• _INFORMATION PROVIDED_
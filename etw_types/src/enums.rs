// Copyright (c) Microsoft Corporation.
// Licensed under the MIT license.

use core::fmt;

/// Size of a pointer-sized field in a record, determined by the bitness of
/// the process that emitted the record (not by the field declaration).
#[derive(Clone, Copy, Debug, PartialEq, Eq, Hash, PartialOrd, Ord)]
pub enum PointerWidth {
    /// Record was emitted by a 32-bit process: pointers are 4 bytes.
    Bits32,

    /// Record was emitted by a 64-bit process: pointers are 8 bytes.
    Bits64,
}

impl PointerWidth {
    /// Pointer width of the running process.
    pub const HOST: PointerWidth = if cfg!(target_pointer_width = "64") {
        PointerWidth::Bits64
    } else {
        PointerWidth::Bits32
    };

    /// Returns the size of a pointer in bytes: 4 or 8.
    pub const fn size(self) -> usize {
        return match self {
            PointerWidth::Bits32 => 4,
            PointerWidth::Bits64 => 8,
        };
    }

    /// Returns `Some(Bits32)` for 4, `Some(Bits64)` for 8, `None` otherwise.
    pub const fn from_size(size: usize) -> Option<PointerWidth> {
        return match size {
            4 => Some(PointerWidth::Bits32),
            8 => Some(PointerWidth::Bits64),
            _ => None,
        };
    }

    /// Returns the pointer width indicated by an ETW event header's flags.
    /// If neither `Header32Bit` nor `Header64Bit` is set, the record came from
    /// the local machine, so the host width is used.
    pub const fn from_header_flags(flags: HeaderFlags) -> PointerWidth {
        return if flags.has_flag(HeaderFlags::Header32Bit) {
            PointerWidth::Bits32
        } else if flags.has_flag(HeaderFlags::Header64Bit) {
            PointerWidth::Bits64
        } else {
            PointerWidth::HOST
        };
    }
}

impl fmt::Display for PointerWidth {
    fn fmt(&self, f: &mut fmt::Formatter<'_>) -> fmt::Result {
        let str = match self {
            PointerWidth::Bits32 => "Bits32",
            PointerWidth::Bits64 => "Bits64",
        };
        return f.pad(str);
    }
}

/// Values for the `Flags` field of an ETW `EVENT_HEADER`
/// (`EVENT_HEADER_FLAG_*`).
#[repr(transparent)]
#[derive(Clone, Copy, Debug, Default, PartialEq, Eq, Hash, PartialOrd, Ord)]
pub struct HeaderFlags(u16);

#[allow(non_upper_case_globals)]
impl HeaderFlags {
    /// Returns a `HeaderFlags` with the specified numeric value.
    pub const fn from_int(value: u16) -> Self {
        return Self(value);
    }

    /// Returns the numeric value of these flags.
    pub const fn as_int(self) -> u16 {
        return self.0;
    }

    /// Returns true if `self & flag != 0`.
    pub const fn has_flag(self, flag: Self) -> bool {
        return self.0 & flag.0 != 0;
    }

    /// Returns `self | flag`.
    pub const fn or(self, flag: Self) -> Self {
        return Self(self.0 | flag.0);
    }

    /// Returns `self & !flag`.
    pub const fn and_not(self, flag: Self) -> Self {
        return Self(self.0 & !flag.0);
    }

    /// No flags set.
    pub const None: Self = Self(0);

    /// Record has extended data items.
    pub const ExtendedInfo: Self = Self(0x0001);

    /// Record came from a private session. CPU time is in `ProcessorTime`.
    pub const PrivateSession: Self = Self(0x0002);

    /// Payload is a single null-terminated UTF-16 string.
    pub const StringOnly: Self = Self(0x0004);

    /// Record was logged with `TraceMessage`.
    pub const TraceMessage: Self = Self(0x0008);

    /// Kernel/user times were not recorded. CPU time is in `ProcessorTime`.
    pub const NoCpuTime: Self = Self(0x0010);

    /// Record was emitted by a 32-bit process.
    pub const Header32Bit: Self = Self(0x0020);

    /// Record was emitted by a 64-bit process.
    pub const Header64Bit: Self = Self(0x0040);

    /// Record was logged by a classic (MOF) provider.
    pub const ClassicHeader: Self = Self(0x0100);

    /// The buffer context holds a full processor index rather than a processor number.
    pub const ProcessorIndex: Self = Self(0x0200);
}

/// Fixed-width value types. The encoded size of each type does not depend on
/// the record it appears in.
#[derive(Clone, Copy, Debug, PartialEq, Eq, Hash)]
pub enum ScalarType {
    /// 1-byte unsigned integer.
    U8,
    /// 1-byte signed integer.
    I8,
    /// 1-byte boolean: any nonzero value is true.
    Bool,
    /// 2-byte unsigned integer.
    U16,
    /// 2-byte signed integer.
    I16,
    /// 4-byte unsigned integer.
    U32,
    /// 4-byte signed integer.
    I32,
    /// 4-byte unsigned integer, formatted as hex.
    HexU32,
    /// 8-byte unsigned integer.
    U64,
    /// 8-byte signed integer.
    I64,
    /// 8-byte unsigned integer, formatted as hex.
    HexU64,
    /// 4-byte IEEE float.
    F32,
    /// 8-byte IEEE float.
    F64,
    /// 16-byte GUID in Windows (mixed-endian) layout.
    Guid,
    /// 8-byte signed count of 100ns intervals since 1601-01-01 (Windows `FILETIME`).
    FileTime,
}

impl ScalarType {
    /// Returns the encoded size of the type in bytes: 1, 2, 4, 8, or 16.
    pub const fn size(self) -> usize {
        return match self {
            ScalarType::U8 | ScalarType::I8 | ScalarType::Bool => 1,
            ScalarType::U16 | ScalarType::I16 => 2,
            ScalarType::U32 | ScalarType::I32 | ScalarType::HexU32 | ScalarType::F32 => 4,
            ScalarType::U64
            | ScalarType::I64
            | ScalarType::HexU64
            | ScalarType::F64
            | ScalarType::FileTime => 8,
            ScalarType::Guid => 16,
        };
    }
}

impl fmt::Display for ScalarType {
    fn fmt(&self, f: &mut fmt::Formatter<'_>) -> fmt::Result {
        let str = match self {
            ScalarType::U8 => "U8",
            ScalarType::I8 => "I8",
            ScalarType::Bool => "Bool",
            ScalarType::U16 => "U16",
            ScalarType::I16 => "I16",
            ScalarType::U32 => "U32",
            ScalarType::I32 => "I32",
            ScalarType::HexU32 => "HexU32",
            ScalarType::U64 => "U64",
            ScalarType::I64 => "I64",
            ScalarType::HexU64 => "HexU64",
            ScalarType::F32 => "F32",
            ScalarType::F64 => "F64",
            ScalarType::Guid => "Guid",
            ScalarType::FileTime => "FileTime",
        };
        return f.pad(str);
    }
}

/// How a field is laid out in a record payload.
#[derive(Clone, Copy, Debug, PartialEq, Eq, Hash)]
pub enum FieldKind {
    /// Fixed-size value. Encoded length is `ScalarType::size()`.
    Fixed(ScalarType),

    /// Pointer-sized unsigned value. Encoded length is the record's pointer
    /// width (4 or 8).
    Pointer,

    /// UTF-16LE text terminated by a zero code unit. Encoded length is
    /// discovered by scanning and includes the 2-byte terminator.
    Utf16Text,

    /// 8-bit text terminated by a zero byte. Encoded length is discovered by
    /// scanning and includes the 1-byte terminator.
    AnsiText,

    /// Sequence of pointer-sized values occupying the rest of the payload.
    /// Only valid as the last field of a schema.
    AddressArray,
}

impl FieldKind {
    /// Returns the encoded size if it is known without looking at the payload,
    /// i.e. for `Fixed` and `Pointer` fields. Returns `None` for fields whose
    /// size must be discovered from the payload.
    pub const fn static_size(self, pointer_width: PointerWidth) -> Option<usize> {
        return match self {
            FieldKind::Fixed(scalar) => Some(scalar.size()),
            FieldKind::Pointer => Some(pointer_width.size()),
            FieldKind::Utf16Text | FieldKind::AnsiText | FieldKind::AddressArray => None,
        };
    }
}

impl fmt::Display for FieldKind {
    fn fmt(&self, f: &mut fmt::Formatter<'_>) -> fmt::Result {
        return match self {
            FieldKind::Fixed(scalar) => write!(f, "Fixed({})", scalar),
            FieldKind::Pointer => f.pad("Pointer"),
            FieldKind::Utf16Text => f.pad("Utf16Text"),
            FieldKind::AnsiText => f.pad("AnsiText"),
            FieldKind::AddressArray => f.pad("AddressArray"),
        };
    }
}

#[cfg(test)]
mod tests {
    use super::*;

    #[test]
    fn pointer_width() {
        assert_eq!(4, PointerWidth::Bits32.size());
        assert_eq!(8, PointerWidth::Bits64.size());
        assert_eq!(Some(PointerWidth::Bits32), PointerWidth::from_size(4));
        assert_eq!(Some(PointerWidth::Bits64), PointerWidth::from_size(8));
        assert_eq!(None, PointerWidth::from_size(2));

        assert_eq!(
            PointerWidth::Bits32,
            PointerWidth::from_header_flags(HeaderFlags::Header32Bit.or(HeaderFlags::NoCpuTime))
        );
        assert_eq!(
            PointerWidth::Bits64,
            PointerWidth::from_header_flags(HeaderFlags::Header64Bit)
        );
        assert_eq!(
            PointerWidth::HOST,
            PointerWidth::from_header_flags(HeaderFlags::None)
        );
    }

    #[test]
    fn sizes() {
        assert_eq!(1, ScalarType::Bool.size());
        assert_eq!(2, ScalarType::I16.size());
        assert_eq!(4, ScalarType::HexU32.size());
        assert_eq!(8, ScalarType::FileTime.size());
        assert_eq!(16, ScalarType::Guid.size());

        assert_eq!(
            Some(4),
            FieldKind::Pointer.static_size(PointerWidth::Bits32)
        );
        assert_eq!(
            Some(8),
            FieldKind::Fixed(ScalarType::U64).static_size(PointerWidth::Bits32)
        );
        assert_eq!(None, FieldKind::Utf16Text.static_size(PointerWidth::Bits64));
        assert_eq!(None, FieldKind::AddressArray.static_size(PointerWidth::Bits64));
    }
}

• _DIRECTIONS FOR THIS TASK_
In the records, find every line that has the string "Option" and copy it.

• _RESPONSE TO THIS EXERCISE_
    pub const fn from_size(size: usize) -> Option<PointerWidth> {
    pub const fn static_size(self, pointer_width: PointerWidth) -> Option<usize> {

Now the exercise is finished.